_EXERCISE_
In the data beneath this task, how many lines contain "impl"? Answer with the number only.

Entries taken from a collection
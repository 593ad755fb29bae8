use crate::apis::KubeconfigArgs;
use crate::config::Paths;
use crate::services::k3s::KubeconfigManager;
use anyhow::{Context, Result};
use std::io;

/// Handle kubeconfig command
pub fn handle_kubeconfig(paths: &Paths, args: &KubeconfigArgs) -> Result<()> {
    let variant = args.variant().context("validate kubeconfig args")?;
    let mut stdout = io::stdout().lock();
    KubeconfigManager::new(paths).print(variant, &mut stdout)
}
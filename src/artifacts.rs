//! Installer artifacts
//!
//! The K3s setup script, binary and airgap images, plus the vela CLI, chart,
//! UI addon and images, are opaque blobs produced by the build. They are
//! either compiled into the binary (`embedded` feature) or read from a
//! directory laid out the same way.

use crate::config::VeladConfig;
use crate::error::ArtifactError;
use anyhow::{Context, Result};
use std::fs::File;
use std::io::{self, Read};
use std::path::PathBuf;

#[derive(Debug, Clone, Copy, PartialEq, Eq, Hash)]
pub enum Artifact {
    K3sScript,
    K3sBinary,
    K3sImages,
    VelaCli,
    VelaImages,
    VelaChart,
    VelaUxAddon,
}

impl Artifact {
    #[cfg(test)]
    pub const ALL: [Artifact; 7] = [
        Artifact::K3sScript,
        Artifact::K3sBinary,
        Artifact::K3sImages,
        Artifact::VelaCli,
        Artifact::VelaImages,
        Artifact::VelaChart,
        Artifact::VelaUxAddon,
    ];

    /// Location relative to the artifact root
    pub fn relative_path(self) -> &'static str {
        match self {
            Artifact::K3sScript => "k3s/setup.sh",
            Artifact::K3sBinary => "k3s/k3s",
            Artifact::K3sImages => "k3s/k3s-airgap-images-amd64.tar.gz",
            Artifact::VelaCli => "vela/vela",
            Artifact::VelaImages => "vela/images/vela-images.tar",
            Artifact::VelaChart => "vela/charts/vela-core.tgz",
            Artifact::VelaUxAddon => "vela/addons/velaux.tgz",
        }
    }
}

/// Source of artifact bytes
pub trait ArtifactProvider {
    fn open(&self, artifact: Artifact) -> Result<Box<dyn Read + '_>>;
}

/// Artifacts compiled into the binary
#[derive(Debug, Default, Clone, Copy)]
pub struct EmbeddedArtifacts;

#[cfg(feature = "embedded")]
mod compiled {
    use super::Artifact;

    macro_rules! static_file {
        ($rel:literal) => {
            include_bytes!(concat!(env!("VELAD_STATIC_DIR"), "/", $rel))
        };
    }

    pub fn bytes(artifact: Artifact) -> Option<&'static [u8]> {
        let bytes: &'static [u8] = match artifact {
            Artifact::K3sScript => static_file!("k3s/setup.sh"),
            Artifact::K3sBinary => static_file!("k3s/k3s"),
            Artifact::K3sImages => static_file!("k3s/k3s-airgap-images-amd64.tar.gz"),
            Artifact::VelaCli => static_file!("vela/vela"),
            Artifact::VelaImages => static_file!("vela/images/vela-images.tar"),
            Artifact::VelaChart => static_file!("vela/charts/vela-core.tgz"),
            Artifact::VelaUxAddon => static_file!("vela/addons/velaux.tgz"),
        };
        Some(bytes)
    }
}

#[cfg(not(feature = "embedded"))]
mod compiled {
    use super::Artifact;

    pub fn bytes(_artifact: Artifact) -> Option<&'static [u8]> {
        None
    }
}

impl ArtifactProvider for EmbeddedArtifacts {
    fn open(&self, artifact: Artifact) -> Result<Box<dyn Read + '_>> {
        let bytes = compiled::bytes(artifact)
            .ok_or(ArtifactError::NotEmbedded(artifact.relative_path()))?;
        Ok(Box::new(bytes))
    }
}

/// Artifacts read from a directory on the host
#[derive(Debug, Clone)]
pub struct DirectoryArtifacts {
    root: PathBuf,
}

impl DirectoryArtifacts {
    pub fn new(root: impl Into<PathBuf>) -> Self {
        Self { root: root.into() }
    }
}

impl ArtifactProvider for DirectoryArtifacts {
    fn open(&self, artifact: Artifact) -> Result<Box<dyn Read + '_>> {
        let path = self.root.join(artifact.relative_path());
        match File::open(&path) {
            Ok(file) => Ok(Box::new(file)),
            Err(e) if e.kind() == io::ErrorKind::NotFound => {
                Err(ArtifactError::NotFound(path).into())
            }
            Err(e) => {
                Err(e).with_context(|| format!("Failed to open artifact: {}", path.display()))
            }
        }
    }
}

/// Pick the artifact source for this build: an explicitly configured
/// directory wins, then compiled-in artifacts, then the default directory.
pub fn provider_for(config: &VeladConfig) -> Box<dyn ArtifactProvider> {
    if config.artifacts_dir.is_none() && cfg!(feature = "embedded") {
        return Box::new(EmbeddedArtifacts);
    }
    Box::new(DirectoryArtifacts::new(config.artifacts_dir()))
}
//! K3s maintenance operations (uninstall)

use crate::config::Paths;
use crate::utils::exec::{CommandSpec, ProcessRunner, run_echoed};
use crate::utils::path_arg;
use anyhow::{Context, Result};

/// Remove K3s with the uninstall script its setup script left behind.
///
/// Returns `false` when there is nothing to uninstall.
pub fn uninstall(runner: &dyn ProcessRunner, paths: &Paths) -> Result<bool> {
    let script = &paths.k3s_uninstall_script;
    if !script.exists() {
        println!("K3s is not installed on this node.");
        return Ok(false);
    }

    println!("Uninstalling K3s server...");
    run_echoed(runner, &CommandSpec::new(path_arg(script)))
        .context("K3s uninstall script failed")?;
    Ok(true)
}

_ANSWER TO THE EXERCISE_
5